Além das questões acima referidas, existem (pelo menos) dois outros fatores relevantes.
O primeiro é a ideia e lógica de um Estado aberto e participado pelos cidadãos. Em todas as áreas da economia e da sociedade moderna temos um crescente envolvimento dos utilizadores individuais, muitas vezes em larga escala, no que apelidamos de “crowd,” ou multidão. Isso acontece com negócios, empresas, fundações, e pessoas. É também uma realidade crescente na política, ver por exemplo o processo de mobilização da última campanha eleitoral do Presidente Obama. Veria por isso com grande agrado e entusiasmo uma iniciativa política capaz de fazer um apelo e ter um envolvimento mais direto dos cidadãos. Isso deve ser parte da campanha, mas deve fazer essencialmente parte de um projeto político com uma perspetiva de maior abertura e envolvimento dos cidadãos.
O segundo é a equipa, a capacidade de um projeto político trazer para as suas linhas pessoas com competência, experiência e trajeto muito para além do percurso político; pessoas com provas dadas nos vários setores, económico, social, científico e cultural do país. Existe um crescente alheamento do processo político por parte de muitas pessoas competentes e experientes, com enormes custos para o país. Seria muito atrativo o surgimento de um projeto que, pela força das suas ideias e dinâmica das suas lideranças, fosse capaz de fazer esta mobilização de talento.
Dentro das profundas reformas nas principais áreas de intervenção do Estado, parece-me de importância central a Justiça, a Educação e Ciência, bem como a Saúde e Segurança Social. Naturalmente que existem outras áreas importantes, como sejam a Habitação, o Ambiente, Laboral, ou mesmo a Segurança. Mas aquelas parecem-me centrais para a evolução do país, quer a curto prazo, quer a mais longo prazo, e por isso merecem uma atuação e enfoque especiais.

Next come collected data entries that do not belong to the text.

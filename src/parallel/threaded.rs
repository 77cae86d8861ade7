//! A `Collective` implementation that simulates `N` ranks as OS threads
//! sharing mailboxes guarded by a barrier, so the manager algorithms can
//! be driven by real, if simulated, multi-rank tests without an MPI
//! runtime in the dependency corpus (see SPEC_FULL.md §5).
//!
//! Every call is bulk-synchronous: each rank writes its own slot(s),
//! waits at a barrier, reads the slots it needs, then waits at a second
//! barrier before the next call is allowed to reuse the mailboxes. This
//! mirrors spec.md §5's ordering guarantee that exchanges preserve
//! sender-relative order within each (sender, receiver) pair, since no
//! rank can race ahead into the next collective before every rank has
//! finished reading the current one.

use std::sync::{Arc, Barrier, Mutex};

use super::collective::{Collective, ReduceOp};

/// Shared state for one simulated cluster. Constructed once via
/// [`ThreadedCollective::spawn`] and handed out one handle per rank.
struct ClusterChannels {
    size: usize,
    entry: Barrier,
    exit: Barrier,
    scalars: Mutex<Vec<f64>>,
    vectors: Mutex<Vec<Vec<f64>>>,
    /// `mailbox[i][j]` is the vector rank `i` addressed to rank `j`.
    mailbox: Mutex<Vec<Vec<Vec<f64>>>>,
    broadcast_slot: Mutex<Vec<f64>>,
}

impl ClusterChannels {
    fn new(size: usize) -> Self {
        ClusterChannels {
            size,
            entry: Barrier::new(size),
            exit: Barrier::new(size),
            scalars: Mutex::new(vec![0.0; size]),
            vectors: Mutex::new(vec![Vec::new(); size]),
            mailbox: Mutex::new(vec![vec![Vec::new(); size]; size]),
            broadcast_slot: Mutex::new(Vec::new()),
        }
    }
}

/// One rank's handle onto a simulated cluster of `size` ranks.
#[derive(Clone)]
pub struct ThreadedCollective {
    rank: usize,
    channels: Arc<ClusterChannels>,
}

impl ThreadedCollective {
    /// Build one handle per rank for a simulated cluster of `size`
    /// ranks. Callers typically move one handle into each of `size`
    /// `std::thread::scope` threads.
    pub fn spawn(size: usize) -> Vec<Self> {
        assert!(size > 0, "a cluster needs at least one rank");
        let channels = Arc::new(ClusterChannels::new(size));
        (0..size)
            .map(|rank| ThreadedCollective {
                rank,
                channels: channels.clone(),
            })
            .collect()
    }

    /// Run `body` on `size` simulated ranks in parallel OS threads and
    /// collect the per-rank results in rank order. Convenience wrapper
    /// around [`ThreadedCollective::spawn`] + `std::thread::scope` for
    /// tests.
    pub fn run<T, F>(size: usize, body: F) -> Vec<T>
    where
        T: Send,
        F: Fn(ThreadedCollective) -> T + Sync,
    {
        let handles = Self::spawn(size);
        std::thread::scope(|scope| {
            let threads: Vec<_> = handles
                .into_iter()
                .map(|handle| scope.spawn(|| body(handle)))
                .collect();
            threads.into_iter().map(|t| t.join().expect("rank thread panicked")).collect()
        })
    }
}

impl Collective for ThreadedCollective {
    fn rank(&self) -> usize {
        self.rank
    }

    fn size(&self) -> usize {
        self.channels.size
    }

    fn allgather_scalar(&self, value: f64) -> Vec<f64> {
        {
            let mut slots = self.channels.scalars.lock().expect("cluster mutex poisoned");
            slots[self.rank] = value;
        }
        self.channels.entry.wait();
        let result = self.channels.scalars.lock().expect("cluster mutex poisoned").clone();
        self.channels.exit.wait();
        result
    }

    fn allgatherv(&self, values: &[f64]) -> (Vec<f64>, Vec<usize>) {
        {
            let mut slots = self.channels.vectors.lock().expect("cluster mutex poisoned");
            slots[self.rank] = values.to_vec();
        }
        self.channels.entry.wait();
        let (flat, lengths) = {
            let slots = self.channels.vectors.lock().expect("cluster mutex poisoned");
            let lengths = slots.iter().map(Vec::len).collect();
            let flat = slots.iter().flat_map(|v| v.iter().copied()).collect();
            (flat, lengths)
        };
        self.channels.exit.wait();
        (flat, lengths)
    }

    fn alltoall(&self, values: &[f64]) -> Vec<f64> {
        assert_eq!(values.len(), self.channels.size, "alltoall needs one scalar per rank");
        {
            let mut mailbox = self.channels.mailbox.lock().expect("cluster mutex poisoned");
            for (dest, &v) in values.iter().enumerate() {
                mailbox[self.rank][dest] = vec![v];
            }
        }
        self.channels.entry.wait();
        let result = {
            let mailbox = self.channels.mailbox.lock().expect("cluster mutex poisoned");
            (0..self.channels.size).map(|src| mailbox[src][self.rank][0]).collect()
        };
        self.channels.exit.wait();
        result
    }

    fn alltoallv(&self, values: &[Vec<f64>]) -> Vec<Vec<f64>> {
        assert_eq!(values.len(), self.channels.size, "alltoallv needs one vector per rank");
        {
            let mut mailbox = self.channels.mailbox.lock().expect("cluster mutex poisoned");
            for (dest, v) in values.iter().enumerate() {
                mailbox[self.rank][dest] = v.clone();
            }
        }
        self.channels.entry.wait();
        let result = {
            let mailbox = self.channels.mailbox.lock().expect("cluster mutex poisoned");
            (0..self.channels.size).map(|src| mailbox[src][self.rank].clone()).collect()
        };
        self.channels.exit.wait();
        result
    }

    fn allreduce(&self, value: f64, op: ReduceOp) -> f64 {
        let all = self.allgather_scalar(value);
        match op {
            ReduceOp::And => {
                if all.iter().all(|&v| v != 0.0) {
                    1.0
                } else {
                    0.0
                }
            }
            ReduceOp::Sum => all.iter().sum(),
            ReduceOp::Min => all.iter().cloned().fold(f64::INFINITY, f64::min),
        }
    }

    fn broadcast(&self, root: usize, value: Option<Vec<f64>>) -> Vec<f64> {
        if self.rank == root {
            let payload = value.expect("the broadcast root must supply a value");
            *self.channels.broadcast_slot.lock().expect("cluster mutex poisoned") = payload;
        }
        self.channels.entry.wait();
        let result = self.channels.broadcast_slot.lock().expect("cluster mutex poisoned").clone();
        self.channels.exit.wait();
        result
    }

    fn gather(&self, root: usize, value: f64) -> Option<Vec<f64>> {
        let all = self.allgather_scalar(value);
        if self.rank == root {
            Some(all)
        } else {
            None
        }
    }
}

#[cfg(test)]
mod tests {
    use super::*;

    #[test]
    fn allgather_sees_every_rank() {
        let results = ThreadedCollective::run(4, |c| c.allgather_scalar(c.rank() as f64));
        for r in results {
            assert_eq!(r, vec![0.0, 1.0, 2.0, 3.0]);
        }
    }

    #[test]
    fn alltoall_routes_by_destination() {
        let size = 3;
        let results = ThreadedCollective::run(size, |c| {
            let out: Vec<f64> = (0..size).map(|dest| (c.rank() * 10 + dest) as f64).collect();
            c.alltoall(&out)
        });
        for (dest, row) in results.iter().enumerate() {
            for (src, &v) in row.iter().enumerate() {
                assert_eq!(v, (src * 10 + dest) as f64);
            }
        }
    }

    #[test]
    fn allreduce_sum_matches_triangular_number() {
        let results = ThreadedCollective::run(5, |c| c.allreduce(c.rank() as f64, ReduceOp::Sum));
        for r in results {
            assert_eq!(r, 10.0);
        }
    }

    #[test]
    fn allreduce_and_is_false_unless_every_rank_is_nonzero() {
        let results = ThreadedCollective::run(3, |c| c.allreduce(if c.rank() == 1 { 0.0 } else { 1.0 }, ReduceOp::And));
        for r in &results {
            assert_eq!(*r, 0.0, "one rank reported zero, so AND across the group must be false");
        }

        let results = ThreadedCollective::run(3, |c| c.allreduce(c.rank() as f64 + 1.0, ReduceOp::And));
        for r in results {
            assert_eq!(r, 1.0, "every rank reported nonzero, so AND across the group must be true");
        }
    }

    #[test]
    fn allreduce_min_picks_the_smallest_rank_value() {
        let results = ThreadedCollective::run(4, |c| c.allreduce(10.0 - c.rank() as f64, ReduceOp::Min));
        for r in results {
            assert_eq!(r, 7.0);
        }
    }

    #[test]
    fn broadcast_delivers_root_value_everywhere() {
        let results = ThreadedCollective::run(4, |c| {
            let v = if c.rank() == 2 { Some(vec![42.0, 7.0]) } else { None };
            c.broadcast(2, v)
        });
        for r in results {
            assert_eq!(r, vec![42.0, 7.0]);
        }
    }
}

Os princípios para estas reformas seriam o que sugeri acima – racionalizar, simplificar, inovar, descentralizar!
Do ponto de vista de apostas, as duas áreas críticas que deveriam merecer a atenção de um projeto político ganhador são, por um lado o apoio à iniciativa, em especial o empreendedorismo.
Muitas vezes se refere que precisamos de alterar o padrão empresarial do país. Para isso precisamos de novas empresas, com estruturas, ambição, organização e posicionamento diferentes das empresas existentes; empresas mais orientadas para mercados internacionais, capazes de inovar, e com bastante mais intensidade de conhecimento. Só assim iremos ser capazes de estabelecer de forma consistente um processo de crescimento económico e criação de emprego.
A segunda aposta é no conhecimento, e na ciência em particular. Portugal não tem recursos naturais, tem uma demografia em declínio, e um mercado próximo (o europeu) em estagnação. Por isso, apenas se poderá desenvolver com base em conhecimento, especialmente a médio e longo prazo. Pensar e desenvolver esta dimensão deve por isso ser uma prioridade importante num projeto político para um próximo Governo.
No nosso regime político, o Presidente da República tem sobretudo um papel de estabilizador, de repositório de confiança e de equilíbrio. Não me parece razoável ou possível que um novo Presidente vá ser o líder de um processo de mudança. Assim, parece-me que a capacidade de ouvir, entender, equilibrar, estabelecer plataformas e promover coesão são e serão os atributos que mais valorizo e irei valorizar num próximo candidato a Presidente da República.